## Material supplied
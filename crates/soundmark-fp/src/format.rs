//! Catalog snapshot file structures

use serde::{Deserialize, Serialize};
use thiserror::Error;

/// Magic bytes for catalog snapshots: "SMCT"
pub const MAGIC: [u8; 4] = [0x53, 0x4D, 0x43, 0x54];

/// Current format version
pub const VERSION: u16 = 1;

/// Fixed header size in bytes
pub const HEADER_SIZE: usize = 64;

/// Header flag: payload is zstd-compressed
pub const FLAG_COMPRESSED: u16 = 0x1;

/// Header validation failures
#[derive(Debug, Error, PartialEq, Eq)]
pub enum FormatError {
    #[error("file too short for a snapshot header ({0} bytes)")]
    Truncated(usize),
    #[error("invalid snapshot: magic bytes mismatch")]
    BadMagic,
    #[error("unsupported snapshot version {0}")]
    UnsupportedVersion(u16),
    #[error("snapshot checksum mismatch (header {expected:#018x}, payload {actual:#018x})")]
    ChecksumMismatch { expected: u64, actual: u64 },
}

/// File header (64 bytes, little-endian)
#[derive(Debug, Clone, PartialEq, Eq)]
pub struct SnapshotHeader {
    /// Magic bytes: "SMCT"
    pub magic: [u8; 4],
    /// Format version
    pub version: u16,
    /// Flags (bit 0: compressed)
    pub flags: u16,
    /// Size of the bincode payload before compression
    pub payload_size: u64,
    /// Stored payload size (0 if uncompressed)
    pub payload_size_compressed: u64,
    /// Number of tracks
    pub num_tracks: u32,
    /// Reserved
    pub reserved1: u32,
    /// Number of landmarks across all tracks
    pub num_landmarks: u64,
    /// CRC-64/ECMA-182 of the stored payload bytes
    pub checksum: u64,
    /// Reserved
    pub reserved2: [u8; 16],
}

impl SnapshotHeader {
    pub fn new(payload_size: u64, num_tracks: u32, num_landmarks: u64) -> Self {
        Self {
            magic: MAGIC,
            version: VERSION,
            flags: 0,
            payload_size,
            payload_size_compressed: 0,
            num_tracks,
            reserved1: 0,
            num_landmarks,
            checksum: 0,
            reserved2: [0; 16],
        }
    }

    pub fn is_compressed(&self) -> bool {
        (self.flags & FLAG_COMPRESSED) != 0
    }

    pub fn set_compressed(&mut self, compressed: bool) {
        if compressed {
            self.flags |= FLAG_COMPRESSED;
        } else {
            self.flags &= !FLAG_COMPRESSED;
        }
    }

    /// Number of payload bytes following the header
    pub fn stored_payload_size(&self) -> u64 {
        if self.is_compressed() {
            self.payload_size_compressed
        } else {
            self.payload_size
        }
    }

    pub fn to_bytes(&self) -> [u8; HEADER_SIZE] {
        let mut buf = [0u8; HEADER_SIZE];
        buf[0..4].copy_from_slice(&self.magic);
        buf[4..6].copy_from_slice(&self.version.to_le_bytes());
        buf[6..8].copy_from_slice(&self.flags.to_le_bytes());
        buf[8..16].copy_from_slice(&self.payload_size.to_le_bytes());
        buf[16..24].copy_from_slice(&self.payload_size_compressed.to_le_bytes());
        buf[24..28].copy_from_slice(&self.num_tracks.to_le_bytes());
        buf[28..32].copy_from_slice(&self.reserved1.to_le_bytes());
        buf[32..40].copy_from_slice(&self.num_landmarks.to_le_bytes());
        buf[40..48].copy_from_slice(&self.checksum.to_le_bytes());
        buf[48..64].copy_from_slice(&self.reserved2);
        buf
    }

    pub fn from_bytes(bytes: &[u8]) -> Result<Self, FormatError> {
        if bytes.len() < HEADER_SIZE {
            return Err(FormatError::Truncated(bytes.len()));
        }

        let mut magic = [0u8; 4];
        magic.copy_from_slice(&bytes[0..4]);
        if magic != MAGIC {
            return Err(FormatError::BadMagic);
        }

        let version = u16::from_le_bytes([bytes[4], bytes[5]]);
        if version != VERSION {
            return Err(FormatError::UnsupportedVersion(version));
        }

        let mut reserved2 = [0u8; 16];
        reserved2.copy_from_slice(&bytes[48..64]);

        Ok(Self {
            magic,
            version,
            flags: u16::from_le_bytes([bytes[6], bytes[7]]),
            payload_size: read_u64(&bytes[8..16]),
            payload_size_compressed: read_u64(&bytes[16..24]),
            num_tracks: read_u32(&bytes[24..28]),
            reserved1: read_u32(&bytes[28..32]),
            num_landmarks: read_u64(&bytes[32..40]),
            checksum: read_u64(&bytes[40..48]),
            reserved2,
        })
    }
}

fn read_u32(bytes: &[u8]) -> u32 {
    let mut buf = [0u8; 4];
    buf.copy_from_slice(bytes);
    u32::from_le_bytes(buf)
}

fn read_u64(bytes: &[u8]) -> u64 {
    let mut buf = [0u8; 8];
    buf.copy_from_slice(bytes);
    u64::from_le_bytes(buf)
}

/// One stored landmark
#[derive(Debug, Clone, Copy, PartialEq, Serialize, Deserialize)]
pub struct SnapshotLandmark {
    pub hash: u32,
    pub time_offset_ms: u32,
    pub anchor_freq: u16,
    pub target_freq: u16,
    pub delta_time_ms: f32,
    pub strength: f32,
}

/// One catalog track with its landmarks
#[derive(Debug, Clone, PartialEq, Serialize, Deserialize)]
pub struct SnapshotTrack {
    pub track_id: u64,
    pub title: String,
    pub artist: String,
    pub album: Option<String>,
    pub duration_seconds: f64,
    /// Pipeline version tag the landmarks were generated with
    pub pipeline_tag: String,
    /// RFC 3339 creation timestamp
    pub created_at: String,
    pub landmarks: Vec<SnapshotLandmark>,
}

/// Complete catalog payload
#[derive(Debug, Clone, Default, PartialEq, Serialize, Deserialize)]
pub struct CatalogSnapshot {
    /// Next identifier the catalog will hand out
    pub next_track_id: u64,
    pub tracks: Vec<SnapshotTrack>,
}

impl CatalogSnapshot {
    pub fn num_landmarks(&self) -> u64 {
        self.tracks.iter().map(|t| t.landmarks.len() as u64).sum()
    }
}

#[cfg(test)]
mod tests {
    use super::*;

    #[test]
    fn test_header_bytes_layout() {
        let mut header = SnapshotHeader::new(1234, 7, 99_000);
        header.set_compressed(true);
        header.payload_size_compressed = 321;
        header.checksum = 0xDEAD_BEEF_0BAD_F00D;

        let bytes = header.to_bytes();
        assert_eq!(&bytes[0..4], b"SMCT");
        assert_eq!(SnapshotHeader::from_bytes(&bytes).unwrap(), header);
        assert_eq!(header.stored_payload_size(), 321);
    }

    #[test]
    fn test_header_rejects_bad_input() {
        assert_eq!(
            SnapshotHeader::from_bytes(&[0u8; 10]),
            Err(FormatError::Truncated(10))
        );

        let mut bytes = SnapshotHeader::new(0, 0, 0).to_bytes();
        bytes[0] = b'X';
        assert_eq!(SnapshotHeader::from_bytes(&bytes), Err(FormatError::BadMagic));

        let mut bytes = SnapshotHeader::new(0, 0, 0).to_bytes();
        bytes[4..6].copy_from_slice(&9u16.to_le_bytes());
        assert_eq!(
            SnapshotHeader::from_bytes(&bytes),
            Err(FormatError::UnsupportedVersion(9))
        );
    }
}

## Task description
Return every entry verbatim.

## Response to this task
filename crates/soundmark-fp/src/format.rs
//! Catalog snapshot file structures

use serde::{Deserialize, Serialize};
use thiserror::Error;

/// Magic bytes for catalog snapshots: "SMCT"
pub const MAGIC: [u8; 4] = [0x53, 0x4D, 0x43, 0x54];

/// Current format version
pub const VERSION: u16 = 1;

/// Fixed header size in bytes
pub const HEADER_SIZE: usize = 64;

/// Header flag: payload is zstd-compressed
pub const FLAG_COMPRESSED: u16 = 0x1;

/// Header validation failures
#[derive(Debug, Error, PartialEq, Eq)]
pub enum FormatError {
    #[error("file too short for a snapshot header ({0} bytes)")]
    Truncated(usize),
    #[error("invalid snapshot: magic bytes mismatch")]
    BadMagic,
    #[error("unsupported snapshot version {0}")]
    UnsupportedVersion(u16),
    #[error("snapshot checksum mismatch (header {expected:#018x}, payload {actual:#018x})")]
    ChecksumMismatch { expected: u64, actual: u64 },
}

/// File header (64 bytes, little-endian)
#[derive(Debug, Clone, PartialEq, Eq)]
pub struct SnapshotHeader {
    /// Magic bytes: "SMCT"
    pub magic: [u8; 4],
    /// Format version
    pub version: u16,
    /// Flags (bit 0: compressed)
    pub flags: u16,
    /// Size of the bincode payload before compression
    pub payload_size: u64,
    /// Stored payload size (0 if uncompressed)
    pub payload_size_compressed: u64,
    /// Number of tracks
    pub num_tracks: u32,
    /// Reserved
    pub reserved1: u32,
    /// Number of landmarks across all tracks
    pub num_landmarks: u64,
    /// CRC-64/ECMA-182 of the stored payload bytes
    pub checksum: u64,
    /// Reserved
    pub reserved2: [u8; 16],
}

impl SnapshotHeader {
    pub fn new(payload_size: u64, num_tracks: u32, num_landmarks: u64) -> Self {
        Self {
            magic: MAGIC,
            version: VERSION,
            flags: 0,
            payload_size,
            payload_size_compressed: 0,
            num_tracks,
            reserved1: 0,
            num_landmarks,
            checksum: 0,
            reserved2: [0; 16],
        }
    }

    pub fn is_compressed(&self) -> bool {
        (self.flags & FLAG_COMPRESSED) != 0
    }

    pub fn set_compressed(&mut self, compressed: bool) {
        if compressed {
            self.flags |= FLAG_COMPRESSED;
        } else {
            self.flags &= !FLAG_COMPRESSED;
        }
    }

    /// Number of payload bytes following the header
    pub fn stored_payload_size(&self) -> u64 {
        if self.is_compressed() {
            self.payload_size_compressed
        } else {
            self.payload_size
        }
    }

    pub fn to_bytes(&self) -> [u8; HEADER_SIZE] {
        let mut buf = [0u8; HEADER_SIZE];
        buf[0..4].copy_from_slice(&self.magic);
        buf[4..6].copy_from_slice(&self.version.to_le_bytes());
        buf[6..8].copy_from_slice(&self.flags.to_le_bytes());
        buf[8..16].copy_from_slice(&self.payload_size.to_le_bytes());
        buf[16..24].copy_from_slice(&self.payload_size_compressed.to_le_bytes());
        buf[24..28].copy_from_slice(&self.num_tracks.to_le_bytes());
        buf[28..32].copy_from_slice(&self.reserved1.to_le_bytes());
        buf[32..40].copy_from_slice(&self.num_landmarks.to_le_bytes());
        buf[40..48].copy_from_slice(&self.checksum.to_le_bytes());
        buf[48..64].copy_from_slice(&self.reserved2);
        buf
    }

    pub fn from_bytes(bytes: &[u8]) -> Result<Self, FormatError> {
        if bytes.len() < HEADER_SIZE {
            return Err(FormatError::Truncated(bytes.len()));
        }

        let mut magic = [0u8; 4];
        magic.copy_from_slice(&bytes[0..4]);
        if magic != MAGIC {
            return Err(FormatError::BadMagic);
        }

        let version = u16::from_le_bytes([bytes[4], bytes[5]]);
        if version != VERSION {
            return Err(FormatError::UnsupportedVersion(version));
        }

        let mut reserved2 = [0u8; 16];
        reserved2.copy_from_slice(&bytes[48..64]);

        Ok(Self {
            magic,
            version,
            flags: u16::from_le_bytes([bytes[6], bytes[7]]),
            payload_size: read_u64(&bytes[8..16]),
            payload_size_compressed: read_u64(&bytes[16..24]),
            num_tracks: read_u32(&bytes[24..28]),
            reserved1: read_u32(&bytes[28..32]),
            num_landmarks: read_u64(&bytes[32..40]),
            checksum: read_u64(&bytes[40..48]),
            reserved2,
        })
    }
}

fn read_u32(bytes: &[u8]) -> u32 {
    let mut buf = [0u8; 4];
    buf.copy_from_slice(bytes);
    u32::from_le_bytes(buf)
}

fn read_u64(bytes: &[u8]) -> u64 {
    let mut buf = [0u8; 8];
    buf.copy_from_slice(bytes);
    u64::from_le_bytes(buf)
}

/// One stored landmark
#[derive(Debug, Clone, Copy, PartialEq, Serialize, Deserialize)]
pub struct SnapshotLandmark {
    pub hash: u32,
    pub time_offset_ms: u32,
    pub anchor_freq: u16,
    pub target_freq: u16,
    pub delta_time_ms: f32,
    pub strength: f32,
}

/// One catalog track with its landmarks
#[derive(Debug, Clone, PartialEq, Serialize, Deserialize)]
pub struct SnapshotTrack {
    pub track_id: u64,
    pub title: String,
    pub artist: String,
    pub album: Option<String>,
    pub duration_seconds: f64,
    /// Pipeline version tag the landmarks were generated with
    pub pipeline_tag: String,
    /// RFC 3339 creation timestamp
    pub created_at: String,
    pub landmarks: Vec<SnapshotLandmark>,
}

/// Complete catalog payload
#[derive(Debug, Clone, Default, PartialEq, Serialize, Deserialize)]
pub struct CatalogSnapshot {
    /// Next identifier the catalog will hand out
    pub next_track_id: u64,
    pub tracks: Vec<SnapshotTrack>,
}

impl CatalogSnapshot {
    pub fn num_landmarks(&self) -> u64 {
        self.tracks.iter().map(|t| t.landmarks.len() as u64).sum()
    }
}

#[cfg(test)]
mod tests {
    use super::*;

    #[test]
    fn test_header_bytes_layout() {
        let mut header = SnapshotHeader::new(1234, 7, 99_000);
        header.set_compressed(true);
        header.payload_size_compressed = 321;
        header.checksum = 0xDEAD_BEEF_0BAD_F00D;

        let bytes = header.to_bytes();
        assert_eq!(&bytes[0..4], b"SMCT");
        assert_eq!(SnapshotHeader::from_bytes(&bytes).unwrap(), header);
        assert_eq!(header.stored_payload_size(), 321);
    }

    #[test]
    fn test_header_rejects_bad_input() {
        assert_eq!(
            SnapshotHeader::from_bytes(&[0u8; 10]),
            Err(FormatError::Truncated(10))
        );

        let mut bytes = SnapshotHeader::new(0, 0, 0).to_bytes();
        bytes[0] = b'X';
        assert_eq!(SnapshotHeader::from_bytes(&bytes), Err(FormatError::BadMagic));

        let mut bytes = SnapshotHeader::new(0, 0, 0).to_bytes();
        bytes[4..6].copy_from_slice(&9u16.to_le_bytes());
        assert_eq!(
            SnapshotHeader::from_bytes(&bytes),
            Err(FormatError::UnsupportedVersion(9))
        );
    }
}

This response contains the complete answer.